Aw, she looks like a sweetheart!


----------



## purpleboy2 (Apr 2, 2005)

shes so cute. aww shes camera shy


----------



## Anette&Saga (Jul 23, 2005)

Thank u all  
she is a cutie :love10:


----------



## Kari (May 13, 2004)

She is really cute! :wink:


----------



## chimom (Apr 1, 2005)

stefanie_farrell said:


> Cooper said:
> 
> 
> > I am in love ... she's so cute! I want a puppy ... why won't OmaKitty let me have another puppy?
> ...


Omakitty is this huge, really mean kitty that rules over Cooper's household with an iron fist!! :lol: 

Your new baby is absolutely precious.


----------



## Cooper (Jun 15, 2005)

chimom said:


> Omakitty is this huge, really mean kitty that rules over Cooper's household with an iron fist!! :lol:
> 
> Your new baby is absolutely precious.


Ummm... that's PRINCESS OmaKitty to you. :shock:


----------



## LittleHead (May 20, 2004)

HOW CUTE!!


----------



## LittleHead (May 20, 2004)

I'd be like "LISTEN OMAKITTY, I'm the one that pays the bills and is pretty much a SLAVE to you...if I want another baby, I'm gettin one!"  :lol:


----------



## Kari (May 13, 2004)

LittleHead said:


> I'd be like "LISTEN OMAKITTY, I'm the one that pays the bills and is pretty much a SLAVE to you...if I want another baby, I'm gettin one!"  :lol:


Yep! My cat Amaru was against me getting another chi but I had to go against her wishes!


----------



## Cooper (Jun 15, 2005)

LittleHead said:


> I'd be like "LISTEN OMAKITTY, I'm the one that pays the bills and is pretty much a SLAVE to you...if I want another baby, I'm gettin one!"  :lol:


It's not that easy in my household. OmaKitty was abused by a mean person and she doesn't take kindly to change due to a few emotional problems.  We obey the kitty in my household.
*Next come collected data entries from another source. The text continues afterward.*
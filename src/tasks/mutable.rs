//! # Externally driven task.
//!
//! [`MutableTask`] wraps a body closure and exposes the transitions the body (or
//! anyone holding a handle) uses to drive it: [`start`](MutableTask::start),
//! [`progress`](MutableTask::progress), [`succeed`](MutableTask::succeed),
//! [`fail`](MutableTask::fail) and [`cancel`](MutableTask::cancel).
//!
//! ## Lifecycle
//! ```text
//! start()
//!   ├─ not idle / already launched ─► no-op
//!   ├─ no predecessor ──────────────► Started ─► body(task) ─► token → slot
//!   └─ predecessor gate
//!        ├─ predecessor succeeded ──► run body (synchronously)
//!        ├─ predecessor failed ─────► cancel (synchronously)
//!        └─ still running ──────────► watcher (Tokio task) decides later
//!
//! any terminal transition ─► body token released, own subscriptions released
//! ```
//!
//! ## Rules
//! - The body runs **at most once** and never after a cancel.
//! - A token handed back after the task finished is released on assignment.
//! - Transitions after terminal return [`TaskError::AlreadyTerminal`]; a body
//!   that reports success after being cancelled is expected and harmless.

use std::any::Any;
use std::fmt;
use std::future::Future;
use std::sync::Arc;

use parking_lot::Mutex;

use futures::stream::{Stream, StreamExt};

use crate::cancel::{Cancellable, CancellableSlot};
use crate::config::Config;
use crate::error::TaskError;
use crate::pipeline::Shared;
use crate::status::{Progress, Status, StatusDescription};
use crate::tasks::machine::StatusMachine;
use crate::tasks::opaque::spawn_watcher;
use crate::tasks::{DescriptionStream, OpaqueTask, Resolver, StatusStream, Task, TaskId, TaskName, TaskRef};

/// Work launched by [`MutableTask::start`]. Returns the handle that stops it.
pub type Body<S, E> = Box<dyn FnOnce(MutableTask<S, E>) -> Cancellable + Send + 'static>;

struct Launch<S, E> {
    body: Option<Body<S, E>>,
    predecessor: Option<TaskRef>,
    /// `start()` already ran the body or armed the gate.
    launched: bool,
}

struct Inner<S, E> {
    machine: StatusMachine<S, E>,
    launch: Mutex<Launch<S, E>>,
    body_token: CancellableSlot,
}

/// Cloneable handle to a task driven from outside.
///
/// # Example
/// ```
/// use taskpipe::{Cancellable, MutableTask, Status};
///
/// let task = MutableTask::<u32, String>::new(|task| {
///     task.progress(None).unwrap();
///     Cancellable::empty()
/// });
/// task.start();
/// assert_eq!(task.status(), Status::Progress(None));
///
/// task.succeed(7).unwrap();
/// assert_eq!(task.status(), Status::Success(7));
/// assert!(task.fail("late".into()).is_err());
/// ```
pub struct MutableTask<S, E> {
    inner: Arc<Inner<S, E>>,
}

impl<S, E> Clone for MutableTask<S, E> {
    fn clone(&self) -> Self {
        Self {
            inner: Arc::clone(&self.inner),
        }
    }
}

impl<S, E> MutableTask<S, E>
where
    S: Clone + Send + Sync + 'static,
    E: Clone + Send + Sync + 'static,
{
    /// Creates an idle task running `body` on start.
    pub fn new<F>(body: F) -> Self
    where
        F: FnOnce(MutableTask<S, E>) -> Cancellable + Send + 'static,
    {
        Self::with_config(&Config::default(), body)
    }

    /// Like [`new`](Self::new), sizing the status channel from `config`.
    pub fn with_config<F>(config: &Config, body: F) -> Self
    where
        F: FnOnce(MutableTask<S, E>) -> Cancellable + Send + 'static,
    {
        Self {
            inner: Arc::new(Inner {
                machine: StatusMachine::new(config.status_capacity_clamped()),
                launch: Mutex::new(Launch {
                    body: Some(Box::new(body)),
                    predecessor: None,
                    launched: false,
                }),
                body_token: CancellableSlot::new(),
            }),
        }
    }

    /// Task that succeeds with the value `f` returns.
    pub fn from_action<F>(f: F) -> Self
    where
        F: FnOnce() -> S + Send + 'static,
    {
        Self::new(move |task| {
            let _ = task.succeed(f());
            Cancellable::empty()
        })
    }

    /// Task that resolves with the result `f` returns.
    pub fn from_fallible<F>(f: F) -> Self
    where
        F: FnOnce() -> Result<S, E> + Send + 'static,
    {
        Self::new(move |task| {
            let _ = task.resolve(f());
            Cancellable::empty()
        })
    }

    /// Task resolved through a [`Resolver`] at any later point.
    pub fn from_callback<F>(f: F) -> Self
    where
        F: FnOnce(Resolver<S, E>) + Send + 'static,
    {
        Self::new(move |task| {
            f(Resolver::new(task));
            Cancellable::empty()
        })
    }

    /// Like [`from_callback`](Self::from_callback); the callback returns the
    /// handle that stops its work.
    pub fn from_callback_cancellable<F>(f: F) -> Self
    where
        F: FnOnce(Resolver<S, E>) -> Cancellable + Send + 'static,
    {
        Self::new(move |task| f(Resolver::new(task)))
    }

    /// Task resolved by `fut`, spawned on the current Tokio runtime on start.
    ///
    /// Cancelling the task aborts the future.
    pub fn from_future<F>(fut: F) -> Self
    where
        F: Future<Output = Result<S, E>> + Send + 'static,
    {
        Self::new(move |task| {
            spawn_body(task, move |task| async move {
                let _ = task.resolve(fut.await);
            })
        })
    }

    /// Task resolved by the first item of `stream`; an empty stream cancels it.
    pub fn from_stream<St>(stream: St) -> Self
    where
        St: Stream<Item = Result<S, E>> + Send + 'static,
    {
        Self::new(move |task| {
            spawn_body(task, move |task| async move {
                let mut stream = Box::pin(stream);
                match stream.next().await {
                    Some(result) => {
                        let _ = task.resolve(result);
                    }
                    None => task.cancel(),
                }
            })
        })
    }

    /// Task that resolves with `result` as soon as it starts.
    pub fn just(result: Result<S, E>) -> Self {
        Self::from_fallible(move || result)
    }

    pub fn success(value: S) -> Self {
        Self::just(Ok(value))
    }

    pub fn failure(error: E) -> Self {
        Self::just(Err(error))
    }

    /// Gates the body on `predecessor`: it runs only after the predecessor
    /// succeeded, and the task cancels itself if the predecessor fails.
    pub fn with_predecessor(self, predecessor: TaskRef) -> Self {
        self.inner.launch.lock().predecessor = Some(predecessor);
        self
    }

    /// Type-erased handle to this task.
    pub fn to_ref(&self) -> TaskRef {
        Arc::new(self.clone())
    }

    pub fn id(&self) -> TaskId {
        self.inner.machine.id()
    }

    pub fn name(&self) -> TaskName {
        self.inner.machine.name()
    }

    /// Renames the task; fails with [`TaskError::NameLocked`] once it joined a
    /// pipeline.
    pub fn set_name(&self, name: impl Into<TaskName>) -> Result<(), TaskError> {
        self.inner.machine.set_name(name.into())
    }

    pub fn status(&self) -> Status<S, E> {
        self.inner.machine.status()
    }

    pub fn subscribe(&self) -> StatusStream<S, E> {
        self.inner.machine.subscribe()
    }

    /// Launches the body, or arms the predecessor gate.
    ///
    /// A no-op unless the task is idle and was not launched before.
    pub fn start(&self) {
        let gate = {
            let mut launch = self.inner.launch.lock();
            if launch.launched || !self.inner.machine.status().is_idle() {
                return;
            }
            launch.launched = true;
            launch.predecessor.clone()
        };

        match gate {
            None => self.run_body(),
            Some(predecessor) => self.arm_gate(predecessor),
        }
    }

    pub fn progress(&self, progress: Option<Progress>) -> Result<(), TaskError> {
        self.send(Status::Progress(progress))
    }

    pub fn succeed(&self, value: S) -> Result<(), TaskError> {
        self.send(Status::Success(value))
    }

    pub fn fail(&self, error: E) -> Result<(), TaskError> {
        self.send(Status::Error(error))
    }

    /// [`succeed`](Self::succeed) or [`fail`](Self::fail) depending on `result`.
    pub fn resolve(&self, result: Result<S, E>) -> Result<(), TaskError> {
        self.send(result.into())
    }

    /// Moves the task to `Canceled` unless it already finished. Idempotent.
    pub fn cancel(&self) {
        if self.inner.machine.cancel(&|| self.to_ref()) {
            tracing::debug!(task = %self.name(), "task cancelled");
            self.inner.body_token.cancel();
        }
        let body = self.inner.launch.lock().body.take();
        drop(body);
    }

    /// Calls `f` with every status, starting with the current one.
    ///
    /// The watcher lives until the task finishes. Needs a Tokio runtime.
    pub fn on_status<F>(&self, f: F)
    where
        F: FnMut(Status<S, E>) + Send + 'static,
    {
        if tokio::runtime::Handle::try_current().is_err() {
            tracing::error!(task = %self.name(), "on_status needs a Tokio runtime; observer dropped");
            return;
        }
        let token = spawn_watcher(self.subscribe().into_stream(), f);
        self.inner.machine.subscriptions().insert(token.into());
    }

    /// Calls `f` with every status whose description equals `description`.
    pub fn on_status_matching<F>(&self, description: StatusDescription, mut f: F)
    where
        F: FnMut(Status<S, E>) + Send + 'static,
    {
        self.on_status(move |status| {
            if status.description() == description {
                f(status);
            }
        });
    }

    /// Waits for the terminal status.
    pub async fn wait(&self) -> Status<S, E> {
        let mut stream = self.subscribe();
        while let Some(status) = stream.recv().await {
            if status.is_terminal() {
                return status;
            }
        }
        self.status()
    }

    /// Stream of the task's outcome: one `Ok`/`Err` item, or nothing if the
    /// task is cancelled. Ends once the task is terminal.
    pub fn results(&self) -> impl Stream<Item = Result<S, E>> + Send + 'static {
        self.subscribe()
            .into_stream()
            .filter_map(|status| futures::future::ready(status.into_result()))
    }

    pub(crate) fn attach(
        &self,
        pipeline: &Arc<Shared>,
        name: TaskName,
    ) -> Result<Option<TaskRef>, TaskError> {
        self.inner.machine.attach(pipeline, name, &|| self.to_ref())
    }

    fn send(&self, status: Status<S, E>) -> Result<(), TaskError> {
        let terminal = self.inner.machine.send(status, &|| self.to_ref())?;
        if terminal {
            self.inner.body_token.cancel();
        }
        Ok(())
    }

    fn run_body(&self) {
        let Some(body) = self.inner.launch.lock().body.take() else {
            return;
        };
        // Cancelled between start() and here.
        if self.send(Status::Started).is_err() {
            return;
        }
        let token = body(self.clone());
        self.inner.body_token.assign(token);
    }

    fn arm_gate(&self, predecessor: TaskRef) {
        let current = predecessor.status_description();
        if current.is_terminal() {
            self.on_predecessor_finished(current);
            return;
        }

        if tokio::runtime::Handle::try_current().is_err() {
            tracing::error!(
                task = %self.name(),
                predecessor = %predecessor.name(),
                "cannot watch predecessor without a Tokio runtime; cancelling"
            );
            self.cancel();
            return;
        }

        let weak = Arc::downgrade(&self.inner);
        let token = spawn_watcher(predecessor.status_descriptions(), move |description| {
            if !description.is_terminal() {
                return;
            }
            if let Some(inner) = weak.upgrade() {
                MutableTask { inner }.on_predecessor_finished(description);
            }
        });
        self.inner.machine.subscriptions().insert(token.into());
    }

    fn on_predecessor_finished(&self, description: StatusDescription) {
        if description == StatusDescription::Success {
            self.run_body();
        } else {
            tracing::debug!(task = %self.name(), predecessor = %description, "predecessor did not succeed; cancelling");
            self.cancel();
        }
    }
}

/// Spawns `work(task)` on the current runtime; cancels the task if there is none.
fn spawn_body<S, E, W, Fut>(task: MutableTask<S, E>, work: W) -> Cancellable
where
    S: Clone + Send + Sync + 'static,
    E: Clone + Send + Sync + 'static,
    W: FnOnce(MutableTask<S, E>) -> Fut,
    Fut: Future<Output = ()> + Send + 'static,
{
    match tokio::runtime::Handle::try_current() {
        Ok(runtime) => runtime.spawn(work(task)).into(),
        Err(_) => {
            tracing::error!(task = %task.name(), "future-backed task needs a Tokio runtime; cancelling");
            task.cancel();
            Cancellable::empty()
        }
    }
}

impl<S, E> OpaqueTask for MutableTask<S, E>
where
    S: Clone + Send + Sync + 'static,
    E: Clone + Send + Sync + 'static,
{
    fn id(&self) -> TaskId {
        self.inner.machine.id()
    }

    fn name(&self) -> TaskName {
        self.inner.machine.name()
    }

    fn status_description(&self) -> StatusDescription {
        self.inner.machine.description()
    }

    fn status_descriptions(&self) -> DescriptionStream {
        self.subscribe()
            .into_stream()
            .map(|status| status.description())
            .boxed()
    }

    fn cancel(&self) {
        MutableTask::cancel(self);
    }

    fn as_any(&self) -> &dyn Any {
        self
    }
}

impl<S, E> Task for MutableTask<S, E>
where
    S: Clone + Send + Sync + 'static,
    E: Clone + Send + Sync + 'static,
{
    type Success = S;
    type Error = E;

    fn status(&self) -> Status<S, E> {
        MutableTask::status(self)
    }

    fn subscribe(&self) -> StatusStream<S, E> {
        MutableTask::subscribe(self)
    }

    fn start(&self) {
        MutableTask::start(self);
    }
}

impl<S, E> fmt::Debug for MutableTask<S, E>
where
    S: Clone + Send + Sync + 'static,
    E: Clone + Send + Sync + 'static,
{
    fn fmt(&self, f: &mut fmt::Formatter<'_>) -> fmt::Result {
        f.debug_struct("MutableTask")
            .field("id", &self.id())
            .field("name", &self.name())
            .field("status", &self.inner.machine.description())
            .finish()
    }
}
OmaKitty would also like to post that we are selling a slightly damaged and used 2 1/2 year old chihuahua and all his junk. Email OmaKitty if interested. **Any posts by OmaKitty are not sanctioned by Mom.**


----------



## Rachael Polachek (Feb 19, 2005)

Cooper said:


> LittleHead said:
> 
> 
> > I'd be like "LISTEN OMAKITTY, I'm the one that pays the bills and is pretty much a SLAVE to you...if I want another baby, I'm gettin one!"  :lol:
> ...


I'll never understand why you gave her your password. :shock:


----------



## xx-nathalie-xx (Jan 10, 2005)

super cute and unique name 
:wave: 

kisses nat


----------



## Anette&Saga (Jul 23, 2005)

xx-nathalie-xx said:


> super cute and unique name
> :wave:
> 
> kisses nat


It means something like farytail in norwegian  
I really like it


----------



## Jayne (Jul 8, 2005)

Saga is sooo tiny and cute!! Tyson wants her to be his girlfriend! ! :wave:


----------



## sjc (Jan 14, 2005)

What a sweet and tiny little sweetheart!!!


----------



## 8batch (Mar 11, 2005)

She is precious. When did you say she way arriving? And how? So, I can make sure my dog nappers are in your neighborhood. I love her! :lol:


----------



## Anette&Saga (Jul 23, 2005)

8batch said:


> She is precious. When did you say she way arriving? And how? So, I can make sure my dog nappers are in your neighborhood. I love her! :lol:


lol you`d better have your nappers in norway at the airport in Tromsø the 8 of august


----------



## Anette&Saga (Jul 23, 2005)

JAYNE said:


> Saga is sooo tiny and cute!! Tyson wants her to be his girlfriend! ! :wave:


lol Saga says she`d love to be his girlfriend


----------